K-fold cross validation

To select the best parameters (i.e., layer numbers) for the MS²CNN model and to prevent overfitting, we applied five-fold cross validation with a three-way data split, namely, the entire data set was partitioned into training, validation (10% of training data), and test sets. Training epochs continued as long as the accuracy of the validation set improved over the previous epoch by 0.001; otherwise, training was terminated. The final model was selected based on validation performance, and was used to predict the test set for performance evaluation. Since our model was selected based on validation set performance, there was no data leakage problem, in which information in the test data is involved in model selection. This problem can result in over-estimation of the performance and unfair comparison with other methods.

Metrics

Two metrics are used: Cosine similarity (COS) and Pearson correlation coefficient (PCC). COS is one of the most widely used spectrum similarity measures for mass spectrometry. It measures the similarity between two non-zero vectors by calculating the angle between them (Eq. 1, calculated by the Python scikit-learn package [20]). COS ranges from − 1 to + 1 (angle from 180° to 0°).

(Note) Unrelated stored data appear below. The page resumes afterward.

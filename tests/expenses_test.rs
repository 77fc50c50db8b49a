//! Integration tests for the expenses API and its statistics.

mod common;

use axum::http::StatusCode;
use common::TestClient;
use serde_json::json;

#[tokio::test]
async fn test_create_and_get_expense() {
    let client = TestClient::new();
    let id = client
        .create_expense("Lunch", 12.5, "Food", "2025-01-10", None)
        .await;

    let (status, body) = client.get_value(&format!("/api/expenses/{}", id)).await;
    assert_eq!(status, StatusCode::OK);
    assert_eq!(body["data"]["title"], "Lunch");
    assert_eq!(body["data"]["amount"], 12.5);
    assert_eq!(body["data"]["category"], "Food");
    assert_eq!(body["data"]["currency"], "USD");
    assert_eq!(body["data"]["paymentMethod"], "Cash");
}

#[tokio::test]
async fn test_create_expense_rejects_unknown_category() {
    let client = TestClient::new();
    let (status, body) = client
        .post_json(
            "/api/expenses",
            &json!({
                "title": "Mystery",
                "amount": 10.0,
                "category": "Bribes",
                "date": "2025-01-10",
            }),
        )
        .await;

    assert_eq!(status, StatusCode::BAD_REQUEST);
    assert!(body.contains("Invalid expense category"));
}

#[tokio::test]
async fn test_create_expense_unknown_trip() {
    let client = TestClient::new();
    let (status, body) = client
        .post_json(
            "/api/expenses",
            &json!({
                "title": "Orphan",
                "amount": 10.0,
                "category": "Food",
                "date": "2025-01-10",
                "tripId": 999,
            }),
        )
        .await;

    assert_eq!(status, StatusCode::NOT_FOUND);
    assert!(body.contains("Trip not found"));
}

#[tokio::test]
async fn test_listing_filters() {
    let client = TestClient::new();
    let trip = client
        .create_trip("Filtered", "Galle", "2025-01-01", "2025-01-31", None)
        .await;

    client
        .create_expense("January lunch", 10.0, "Food", "2025-01-15", Some(trip))
        .await;
    client
        .create_expense("March lunch", 20.0, "Food", "2025-03-15", None)
        .await;
    client
        .create_expense("March bus", 5.0, "Transportation", "2025-03-16", None)
        .await;

    // Date range needs both bounds
    let (_, body) = client
        .get_value("/api/expenses?startDate=2025-01-01&endDate=2025-01-31")
        .await;
    assert_eq!(body["results"], 1);
    assert_eq!(body["data"][0]["title"], "January lunch");

    // Category filter
    let (_, body) = client.get_value("/api/expenses?category=Food").await;
    assert_eq!(body["results"], 2);

    // Trip filter
    let (_, body) = client
        .get_value(&format!("/api/expenses?trip={}", trip))
        .await;
    assert_eq!(body["results"], 1);

    // Sort by amount ascending
    let (_, body) = client
        .get_value("/api/expenses?sortBy=amount&sortOrder=asc")
        .await;
    assert_eq!(body["data"][0]["amount"], 5.0);
}

#[tokio::test]
async fn test_pagination_defaults() {
    let client = TestClient::new();
    for i in 0..55 {
        client
            .create_expense(&format!("Expense {}", i), 1.0, "Other", "2025-01-01", None)
            .await;
    }

    // Default limit is 50
    let (_, body) = client.get_value("/api/expenses").await;
    assert_eq!(body["results"], 50);
    assert_eq!(body["total"], 55);
    assert_eq!(body["pages"], 2);
    assert_eq!(body["currentPage"], 1);

    let (_, body) = client.get_value("/api/expenses?page=2").await;
    assert_eq!(body["results"], 5);
    assert_eq!(body["currentPage"], 2);
}

#[tokio::test]
async fn test_stats_aggregation() {
    let client = TestClient::new();
    client
        .create_expense("Lunch", 10.0, "Food", "2025-01-02", None)
        .await;
    client
        .create_expense("Dinner", 5.0, "Food", "2025-01-01", None)
        .await;
    client
        .create_expense("Train", 20.0, "Transportation", "2025-01-01", None)
        .await;

    let (status, body) = client.get_value("/api/expenses/stats").await;
    assert_eq!(status, StatusCode::OK);
    assert_eq!(body["data"]["totalExpenses"], 3);
    assert_eq!(body["data"]["totalAmount"], 35.0);

    // Categories sorted descending by total
    let categories = body["data"]["categoryExpenses"].as_array().unwrap();
    assert_eq!(categories[0]["category"], "Transportation");
    assert_eq!(categories[0]["total"], 20.0);
    assert_eq!(categories[1]["category"], "Food");
    assert_eq!(categories[1]["total"], 15.0);
    assert_eq!(categories[1]["count"], 2);

    // Days sorted ascending by date
    let days = body["data"]["dailyExpenses"].as_array().unwrap();
    assert_eq!(days[0]["date"], "2025-01-01");
    assert_eq!(days[0]["total"], 25.0);
    assert_eq!(days[1]["date"], "2025-01-02");
}

#[tokio::test]
async fn test_stats_respects_filter() {
    let client = TestClient::new();
    let trip = client
        .create_trip("Tracked", "Ella", "2025-01-01", "2025-01-10", None)
        .await;
    client
        .create_expense("On trip", 10.0, "Food", "2025-01-02", Some(trip))
        .await;
    client
        .create_expense("Off trip", 99.0, "Food", "2025-01-02", None)
        .await;

    let (_, body) = client
        .get_value(&format!("/api/expenses/stats?trip={}", trip))
        .await;
    assert_eq!(body["data"]["totalExpenses"], 1);
    assert_eq!(body["data"]["totalAmount"], 10.0);
}

#[tokio::test]
async fn test_expenses_by_trip() {
    let client = TestClient::new();
    let trip = client
        .create_trip("Funded", "Galle", "2025-01-01", "2025-01-10", Some(100.0))
        .await;
    client
        .create_expense("Hotel", 60.0, "Accommodation", "2025-01-02", Some(trip))
        .await;
    client
        .create_expense("Lunch", 15.0, "Food", "2025-01-03", Some(trip))
        .await;

    let (status, body) = client
        .get_value(&format!("/api/expenses/trip/{}", trip))
        .await;
    assert_eq!(status, StatusCode::OK);
    assert_eq!(body["results"], 2);
    assert_eq!(body["data"]["total"], 75.0);
    assert_eq!(body["data"]["budgetRemaining"], 25.0);
    assert_eq!(body["data"]["budget"]["amount"], 100.0);
    // Newest first
    assert_eq!(body["data"]["expenses"][0]["title"], "Lunch");
}

#[tokio::test]
async fn test_expenses_by_trip_unknown_trip() {
    let client = TestClient::new();
    let (status, _) = client.get("/api/expenses/trip/999").await;
    assert_eq!(status, StatusCode::NOT_FOUND);
}

#[tokio::test]
async fn test_update_expense_moves_trip_total() {
    let client = TestClient::new();
    let trip = client
        .create_trip("Adjusted", "Kandy", "2025-01-01", "2025-01-10", Some(100.0))
        .await;
    let expense = client
        .create_expense("Estimate", 40.0, "Activities", "2025-01-02", Some(trip))
        .await;

    let (status, _) = client
        .patch_json(
            &format!("/api/expenses/{}", expense),
            &json!({ "amount": 55.0 }),
        )
        .await;
    assert_eq!(status, StatusCode::OK);

    // Totals are recomputed from rows, so the change shows up immediately
    let (_, body) = client.get_value(&format!("/api/trips/{}", trip)).await;
    assert_eq!(body["data"]["totalExpenses"], 55.0);
    assert_eq!(body["data"]["budgetRemaining"], 45.0);
}

#[tokio::test]
async fn test_delete_expense_not_found() {
    let client = TestClient::new();
    let (status, _) = client.delete("/api/expenses/1").await;
    assert_eq!(status, StatusCode::NOT_FOUND);
}
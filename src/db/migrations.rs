use rusqlite::Connection;
use std::fs;
use std::path::{Path, PathBuf};

/// Apply any `.sql` files in `migrations_dir` that have not been recorded in
/// the `_migrations` table yet, in lexicographic filename order.
pub fn run_migrations(conn: &Connection, migrations_dir: &Path) -> rusqlite::Result<()> {
    conn.execute(
        "CREATE TABLE IF NOT EXISTS _migrations (
            id INTEGER PRIMARY KEY AUTOINCREMENT,
            name TEXT NOT NULL UNIQUE,
            applied_at TEXT NOT NULL DEFAULT (datetime('now'))
        )",
        [],
    )?;

    let mut pending = 0;
    for path in migration_files(migrations_dir) {
        let name = path
            .file_name()
            .map(|n| n.to_string_lossy().into_owned())
            .unwrap_or_default();

        let applied: bool = conn.query_row(
            "SELECT EXISTS(SELECT 1 FROM _migrations WHERE name = ?)",
            [name.as_str()],
            |row| row.get(0),
        )?;
        if applied {
            continue;
        }

        let sql = fs::read_to_string(&path)
            .map_err(|e| rusqlite::Error::ToSqlConversionFailure(Box::new(e)))?;

        tracing::info!(migration = %name, "Applying migration");
        conn.execute_batch(&sql)?;
        conn.execute("INSERT INTO _migrations (name) VALUES (?)", [name.as_str()])?;
        pending += 1;
    }

    if pending > 0 {
        tracing::info!(count = pending, "Migrations applied");
    } else {
        tracing::debug!(dir = %migrations_dir.display(), "Schema up to date");
    }

    Ok(())
}

fn migration_files(dir: &Path) -> Vec<PathBuf> {
    let mut files: Vec<PathBuf> = fs::read_dir(dir)
        .map(|rd| {
            rd.filter_map(|e| e.ok())
                .map(|e| e.path())
                .filter(|p| p.extension().map(|ext| ext == "sql").unwrap_or(false))
                .collect()
        })
        .unwrap_or_default();
    files.sort();
    files
}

$$ \mathit{\cos}\left(X,Y\right)=\frac{X{Y}^T}{\left|\left|X\right|\right|\left|\left|Y\right|\right|}\cdots $$

(1)

The PCC measures the linear correlation between two variables X and Y (Eq. 2, calculated by the Python Scipy package [21]). It ranges from 1 to − 1, where 1 denotes a completely positive correlation, − 1 a completely negative correlation, and 0 a random correlation or two variables that have no association.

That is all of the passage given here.